_Dataset records_.
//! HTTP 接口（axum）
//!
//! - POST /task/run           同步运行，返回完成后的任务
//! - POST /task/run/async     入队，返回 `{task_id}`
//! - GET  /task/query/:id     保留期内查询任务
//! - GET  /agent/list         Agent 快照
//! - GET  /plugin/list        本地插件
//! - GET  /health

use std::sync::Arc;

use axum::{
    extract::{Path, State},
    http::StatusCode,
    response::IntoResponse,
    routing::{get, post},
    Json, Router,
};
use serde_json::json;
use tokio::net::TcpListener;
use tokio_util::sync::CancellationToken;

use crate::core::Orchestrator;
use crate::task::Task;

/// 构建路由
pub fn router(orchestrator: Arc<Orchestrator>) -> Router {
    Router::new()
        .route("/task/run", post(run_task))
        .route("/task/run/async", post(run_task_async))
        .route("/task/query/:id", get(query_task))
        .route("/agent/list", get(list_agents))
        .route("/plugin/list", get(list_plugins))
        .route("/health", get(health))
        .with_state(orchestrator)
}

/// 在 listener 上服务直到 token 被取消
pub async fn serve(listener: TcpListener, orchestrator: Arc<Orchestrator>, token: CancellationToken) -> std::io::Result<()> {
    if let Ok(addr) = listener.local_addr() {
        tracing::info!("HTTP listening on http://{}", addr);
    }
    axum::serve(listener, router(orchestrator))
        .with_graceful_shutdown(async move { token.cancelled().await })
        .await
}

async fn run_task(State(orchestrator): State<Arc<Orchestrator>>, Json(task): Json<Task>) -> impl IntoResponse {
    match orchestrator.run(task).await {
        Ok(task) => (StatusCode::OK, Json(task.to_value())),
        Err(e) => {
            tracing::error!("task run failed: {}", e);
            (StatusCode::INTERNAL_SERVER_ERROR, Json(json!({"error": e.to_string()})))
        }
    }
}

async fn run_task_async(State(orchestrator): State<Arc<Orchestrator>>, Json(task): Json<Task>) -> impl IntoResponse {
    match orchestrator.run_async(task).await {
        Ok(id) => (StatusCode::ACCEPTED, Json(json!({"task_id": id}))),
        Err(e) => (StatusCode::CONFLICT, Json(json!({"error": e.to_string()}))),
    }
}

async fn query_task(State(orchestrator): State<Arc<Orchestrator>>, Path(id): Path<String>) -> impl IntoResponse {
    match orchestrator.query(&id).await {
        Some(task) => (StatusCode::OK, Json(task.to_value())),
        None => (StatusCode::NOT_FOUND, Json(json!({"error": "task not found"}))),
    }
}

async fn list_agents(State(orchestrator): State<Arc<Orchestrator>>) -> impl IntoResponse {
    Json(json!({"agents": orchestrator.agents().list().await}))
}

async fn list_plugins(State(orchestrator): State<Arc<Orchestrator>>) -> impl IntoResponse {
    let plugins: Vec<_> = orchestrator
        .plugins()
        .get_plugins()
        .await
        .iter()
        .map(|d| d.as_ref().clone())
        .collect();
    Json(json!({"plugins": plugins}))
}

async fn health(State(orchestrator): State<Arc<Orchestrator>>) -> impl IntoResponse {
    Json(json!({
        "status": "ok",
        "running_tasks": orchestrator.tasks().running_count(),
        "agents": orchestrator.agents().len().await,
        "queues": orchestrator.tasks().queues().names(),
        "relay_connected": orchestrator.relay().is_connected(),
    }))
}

_REQUIREMENT_.
Return every line above where "crate" appears.

_ANSWER_.
use crate::core::Orchestrator;
use crate::task::Task;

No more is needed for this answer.